EXERCISE DESCRIPTION: Examine the data below and state how many lines contain "later", offering no other words.
◇ ◇ ◇ ◇ ◇
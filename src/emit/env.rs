use camino::Utf8Path;
use itertools::Itertools;

use crate::PlugsResult;
use crate::options::{EvmAddress, ProjectName, ProjectType};
use crate::registry::Token;

pub const ENV_PATH: &str = ".env";

pub(crate) struct EnvFile<'a> {
    pub(crate) project_name: &'a ProjectName,
    pub(crate) project_type: ProjectType,
    pub(crate) owner: &'a EvmAddress,
    pub(crate) tokens: &'a [Token],
    pub(crate) rpc_keys: &'a [String],
}

/// The key/value pairs of an existing `.env`, in file order.
pub(crate) fn read_existing(path: &Utf8Path) -> PlugsResult<Vec<(String, String)>> {
    if !path.exists() {
        return Ok(Vec::new());
    }
    let pairs = dotenvy::from_path_iter(path)?.collect::<Result<Vec<_>, _>>()?;
    tracing::debug!("read {} existing entries from {}", pairs.len(), path);
    Ok(pairs)
}

impl EnvFile<'_> {
    pub(crate) fn render(&self, existing: &[(String, String)]) -> String {
        let lookup = |key: &str| {
            existing
                .iter()
                .find(|(existing_key, _)| existing_key == key)
                .map(|(_, value)| value.as_str())
        };

        let mut managed: Vec<(String, String)> = vec![
            ("PROJECT".to_string(), self.project_name.to_string()),
            (
                "PROJECT_TYPE".to_string(),
                self.project_type.constants_dir().to_string(),
            ),
            ("OWNER_ADDRESS".to_string(), self.owner.to_string()),
            (
                "OWNER_SIGNER_KEY".to_string(),
                lookup("OWNER_SIGNER_KEY").unwrap_or_default().to_string(),
            ),
            (
                "DRY_RUN".to_string(),
                lookup("DRY_RUN").unwrap_or("false").to_string(),
            ),
            ("TOKENS".to_string(), self.tokens.iter().join(",")),
        ];
        for rpc_key in self.rpc_keys.iter().unique() {
            managed.push((
                rpc_key.clone(),
                lookup(rpc_key).unwrap_or_default().to_string(),
            ));
        }

        let unrelated = existing
            .iter()
            .filter(|(key, _)| !managed.iter().any(|(managed_key, _)| managed_key == key));

        let mut contents = String::new();
        for (key, value) in managed.iter().chain(unrelated) {
            contents.push_str(&format!("{}={}\n", key, quote(value)));
        }
        contents
    }
}

/// `.env` values only need quoting when they would not survive being read back verbatim.
fn quote(value: &str) -> String {
    let plain = value
        .chars()
        .all(|c| !c.is_whitespace() && !matches!(c, '"' | '\'' | '#' | '\\' | '$' | '`'));
    if plain {
        value.to_string()
    } else {
        let escaped = value
            .replace('\\', "\\\\")
            .replace('"', "\\\"")
            .replace('$', "\\$");
        format!("\"{escaped}\"")
    }
}

#[cfg(test)]
mod tests {
    use indoc::indoc;
    use pretty_assertions::assert_eq;

    use super::*;

    fn env_file<'a>(
        project_name: &'a ProjectName,
        owner: &'a EvmAddress,
        tokens: &'a [Token],
        rpc_keys: &'a [String],
    ) -> EnvFile<'a> {
        EnvFile {
            project_name,
            project_type: ProjectType::SuperToken,
            owner,
            tokens,
            rpc_keys,
        }
    }

    fn pairs(entries: &[(&str, &str)]) -> Vec<(String, String)> {
        entries
            .iter()
            .map(|(key, value)| (key.to_string(), value.to_string()))
            .collect()
    }

    #[test]
    fn it_renders_a_fresh_env_file() {
        let project_name = "blast".parse().unwrap();
        let owner = "0x5aAeb6053F3E94C9b9A09f33669435E7Ef1BeAed".parse().unwrap();
        let tokens = [Token::new("LOOKS")];
        let rpc_keys = ["MAINNET_RPC".to_string(), "BLAST_RPC".to_string()];

        let contents = env_file(&project_name, &owner, &tokens, &rpc_keys).render(&[]);

        assert_eq!(
            contents,
            indoc! {"
                PROJECT=blast
                PROJECT_TYPE=supertoken
                OWNER_ADDRESS=0x5aAeb6053F3E94C9b9A09f33669435E7Ef1BeAed
                OWNER_SIGNER_KEY=
                DRY_RUN=false
                TOKENS=LOOKS
                MAINNET_RPC=
                BLAST_RPC=
            "}
        );
    }

    #[test]
    fn it_keeps_secrets_rpc_urls_and_unrelated_keys() {
        let project_name = "blast".parse().unwrap();
        let owner = "0x5aAeb6053F3E94C9b9A09f33669435E7Ef1BeAed".parse().unwrap();
        let tokens = [Token::new("LOOKS"), Token::new("USDC.e")];
        let rpc_keys = ["MAINNET_RPC".to_string(), "BLAST_RPC".to_string()];
        let existing = pairs(&[
            ("PROJECT", "old_project"),
            ("MAINNET_RPC", "https://eth.example.com"),
            ("OWNER_SIGNER_KEY", "0xabc"),
            ("DRY_RUN", "true"),
            ("SOCKET_SIGNER_KEY", "0xdef"),
            ("NOTE", "keep this one"),
        ]);

        let contents = env_file(&project_name, &owner, &tokens, &rpc_keys).render(&existing);

        assert_eq!(
            contents,
            indoc! {r#"
                PROJECT=blast
                PROJECT_TYPE=supertoken
                OWNER_ADDRESS=0x5aAeb6053F3E94C9b9A09f33669435E7Ef1BeAed
                OWNER_SIGNER_KEY=0xabc
                DRY_RUN=true
                TOKENS=LOOKS,USDC.e
                MAINNET_RPC=https://eth.example.com
                BLAST_RPC=
                SOCKET_SIGNER_KEY=0xdef
                NOTE="keep this one"
            "#}
        );
    }

    #[test]
    fn it_reads_back_what_it_writes() {
        let dir = tempfile::TempDir::new().unwrap();
        let path = camino::Utf8PathBuf::from_path_buf(dir.path().join(".env")).unwrap();
        let project_name = "blast".parse().unwrap();
        let owner = "0x5aAeb6053F3E94C9b9A09f33669435E7Ef1BeAed".parse().unwrap();
        let existing = pairs(&[("NOTE", "say \"hi\" # later")]);
        let contents = env_file(&project_name, &owner, &[], &[]).render(&existing);
        std::fs::write(&path, contents).unwrap();

        let read = read_existing(&path).unwrap();

        assert!(read.contains(&("NOTE".to_string(), "say \"hi\" # later".to_string())));
        assert!(read.contains(&("PROJECT".to_string(), "blast".to_string())));
    }

    #[test]
    fn a_missing_env_file_reads_as_empty() {
        let dir = tempfile::TempDir::new().unwrap();
        let path = camino::Utf8PathBuf::from_path_buf(dir.path().join(".env")).unwrap();
        assert!(read_existing(&path).unwrap().is_empty());
    }
}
◇ ◇ ◇ ◇ ◇
ANSWER: 2